Lines containing the word "warn" in the data below: say how many, with no other text.

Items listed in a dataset
☆ ☆ ☆

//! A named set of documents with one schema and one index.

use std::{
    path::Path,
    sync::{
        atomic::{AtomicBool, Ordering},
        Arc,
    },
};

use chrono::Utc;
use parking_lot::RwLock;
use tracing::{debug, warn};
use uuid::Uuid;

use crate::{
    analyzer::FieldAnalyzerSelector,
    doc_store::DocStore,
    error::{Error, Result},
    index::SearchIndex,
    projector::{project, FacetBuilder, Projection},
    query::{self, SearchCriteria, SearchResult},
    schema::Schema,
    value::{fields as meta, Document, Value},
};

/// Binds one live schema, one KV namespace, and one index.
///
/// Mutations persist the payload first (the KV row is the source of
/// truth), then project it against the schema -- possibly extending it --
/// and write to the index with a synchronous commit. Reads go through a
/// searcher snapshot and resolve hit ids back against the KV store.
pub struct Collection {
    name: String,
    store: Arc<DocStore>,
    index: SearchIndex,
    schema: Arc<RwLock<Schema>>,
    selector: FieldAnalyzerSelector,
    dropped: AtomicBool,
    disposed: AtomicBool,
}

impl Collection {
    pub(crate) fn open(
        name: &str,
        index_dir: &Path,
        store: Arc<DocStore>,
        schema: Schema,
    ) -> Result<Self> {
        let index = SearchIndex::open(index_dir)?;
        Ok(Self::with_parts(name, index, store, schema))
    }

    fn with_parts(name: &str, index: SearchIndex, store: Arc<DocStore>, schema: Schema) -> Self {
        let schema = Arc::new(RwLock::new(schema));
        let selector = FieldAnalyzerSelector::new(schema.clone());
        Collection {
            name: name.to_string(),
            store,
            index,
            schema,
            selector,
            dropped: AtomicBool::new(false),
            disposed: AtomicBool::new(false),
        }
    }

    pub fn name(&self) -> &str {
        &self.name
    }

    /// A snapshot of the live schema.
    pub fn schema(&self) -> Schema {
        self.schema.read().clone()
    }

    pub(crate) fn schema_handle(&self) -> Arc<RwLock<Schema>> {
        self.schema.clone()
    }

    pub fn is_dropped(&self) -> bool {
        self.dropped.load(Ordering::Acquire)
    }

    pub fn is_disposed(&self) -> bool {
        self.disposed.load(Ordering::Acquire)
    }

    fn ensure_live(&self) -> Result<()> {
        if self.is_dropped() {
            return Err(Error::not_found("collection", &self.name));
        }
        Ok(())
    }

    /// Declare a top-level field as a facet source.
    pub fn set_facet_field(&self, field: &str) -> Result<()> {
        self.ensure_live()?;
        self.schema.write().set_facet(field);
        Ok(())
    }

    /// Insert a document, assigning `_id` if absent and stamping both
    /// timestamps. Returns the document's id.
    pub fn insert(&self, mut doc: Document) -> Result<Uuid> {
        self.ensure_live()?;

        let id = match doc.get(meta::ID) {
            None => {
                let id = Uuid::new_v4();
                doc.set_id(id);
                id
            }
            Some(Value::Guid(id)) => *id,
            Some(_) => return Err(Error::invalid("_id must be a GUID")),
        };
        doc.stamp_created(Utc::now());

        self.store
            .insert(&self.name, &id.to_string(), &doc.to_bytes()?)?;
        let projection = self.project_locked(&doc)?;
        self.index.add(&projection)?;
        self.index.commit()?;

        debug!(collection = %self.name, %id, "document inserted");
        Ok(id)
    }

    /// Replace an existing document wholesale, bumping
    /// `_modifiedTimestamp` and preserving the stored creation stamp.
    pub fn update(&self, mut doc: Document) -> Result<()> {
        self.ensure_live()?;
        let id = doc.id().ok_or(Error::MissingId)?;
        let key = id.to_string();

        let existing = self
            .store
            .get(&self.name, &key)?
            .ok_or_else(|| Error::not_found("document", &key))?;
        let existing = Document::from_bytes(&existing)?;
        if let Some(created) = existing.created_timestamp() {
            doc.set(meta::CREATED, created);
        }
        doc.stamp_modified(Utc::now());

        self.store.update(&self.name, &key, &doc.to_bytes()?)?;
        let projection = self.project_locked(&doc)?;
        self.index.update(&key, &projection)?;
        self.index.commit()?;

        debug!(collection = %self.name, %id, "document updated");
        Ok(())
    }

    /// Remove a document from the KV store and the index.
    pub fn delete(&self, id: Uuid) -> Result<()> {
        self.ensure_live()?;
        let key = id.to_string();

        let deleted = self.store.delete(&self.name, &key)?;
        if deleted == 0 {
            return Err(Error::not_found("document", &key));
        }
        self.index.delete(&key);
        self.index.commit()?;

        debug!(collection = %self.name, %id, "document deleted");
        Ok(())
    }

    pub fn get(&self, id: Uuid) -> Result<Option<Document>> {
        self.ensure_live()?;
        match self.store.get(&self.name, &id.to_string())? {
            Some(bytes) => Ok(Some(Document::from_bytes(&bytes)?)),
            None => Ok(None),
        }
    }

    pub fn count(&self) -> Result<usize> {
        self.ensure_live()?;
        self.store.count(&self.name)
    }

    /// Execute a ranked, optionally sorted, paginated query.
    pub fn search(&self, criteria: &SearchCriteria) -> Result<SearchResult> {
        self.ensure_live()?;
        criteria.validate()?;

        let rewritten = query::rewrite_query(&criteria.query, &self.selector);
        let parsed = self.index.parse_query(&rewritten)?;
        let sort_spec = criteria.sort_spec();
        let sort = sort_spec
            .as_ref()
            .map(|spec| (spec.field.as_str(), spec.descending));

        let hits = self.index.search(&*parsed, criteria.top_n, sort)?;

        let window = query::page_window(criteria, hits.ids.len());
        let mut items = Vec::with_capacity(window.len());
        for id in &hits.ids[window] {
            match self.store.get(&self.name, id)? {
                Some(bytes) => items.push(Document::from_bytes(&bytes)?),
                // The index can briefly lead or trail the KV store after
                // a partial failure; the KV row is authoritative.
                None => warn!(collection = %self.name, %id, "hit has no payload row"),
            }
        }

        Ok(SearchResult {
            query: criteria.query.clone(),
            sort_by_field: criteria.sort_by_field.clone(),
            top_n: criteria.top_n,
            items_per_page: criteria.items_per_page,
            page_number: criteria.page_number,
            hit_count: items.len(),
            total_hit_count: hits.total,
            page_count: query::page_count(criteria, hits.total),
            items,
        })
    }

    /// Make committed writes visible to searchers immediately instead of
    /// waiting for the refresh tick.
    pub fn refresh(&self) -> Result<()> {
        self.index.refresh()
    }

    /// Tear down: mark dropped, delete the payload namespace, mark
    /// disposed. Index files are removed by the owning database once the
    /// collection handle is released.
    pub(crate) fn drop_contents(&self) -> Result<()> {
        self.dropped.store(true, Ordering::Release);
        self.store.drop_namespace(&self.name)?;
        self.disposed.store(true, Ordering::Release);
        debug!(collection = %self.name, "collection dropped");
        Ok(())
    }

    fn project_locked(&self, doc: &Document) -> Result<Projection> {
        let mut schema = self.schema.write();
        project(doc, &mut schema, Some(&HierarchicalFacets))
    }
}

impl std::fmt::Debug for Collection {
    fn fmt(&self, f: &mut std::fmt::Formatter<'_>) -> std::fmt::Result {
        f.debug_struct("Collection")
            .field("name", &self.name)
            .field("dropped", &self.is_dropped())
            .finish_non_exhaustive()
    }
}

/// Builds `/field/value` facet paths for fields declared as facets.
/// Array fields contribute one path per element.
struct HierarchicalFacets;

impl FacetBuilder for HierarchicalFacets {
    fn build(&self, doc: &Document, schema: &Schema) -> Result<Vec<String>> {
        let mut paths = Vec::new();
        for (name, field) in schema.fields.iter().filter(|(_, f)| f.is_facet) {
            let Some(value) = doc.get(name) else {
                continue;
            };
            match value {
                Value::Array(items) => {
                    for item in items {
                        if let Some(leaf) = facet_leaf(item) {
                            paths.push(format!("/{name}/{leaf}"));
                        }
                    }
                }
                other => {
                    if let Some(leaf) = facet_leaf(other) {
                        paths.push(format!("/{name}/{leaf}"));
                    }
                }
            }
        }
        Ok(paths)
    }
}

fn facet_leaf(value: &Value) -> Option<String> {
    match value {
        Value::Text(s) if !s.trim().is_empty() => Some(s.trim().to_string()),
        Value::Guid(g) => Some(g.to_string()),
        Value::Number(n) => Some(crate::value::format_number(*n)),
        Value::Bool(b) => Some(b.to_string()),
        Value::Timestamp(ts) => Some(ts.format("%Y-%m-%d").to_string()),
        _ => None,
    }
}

☆ ☆ ☆

> _Written answer_
2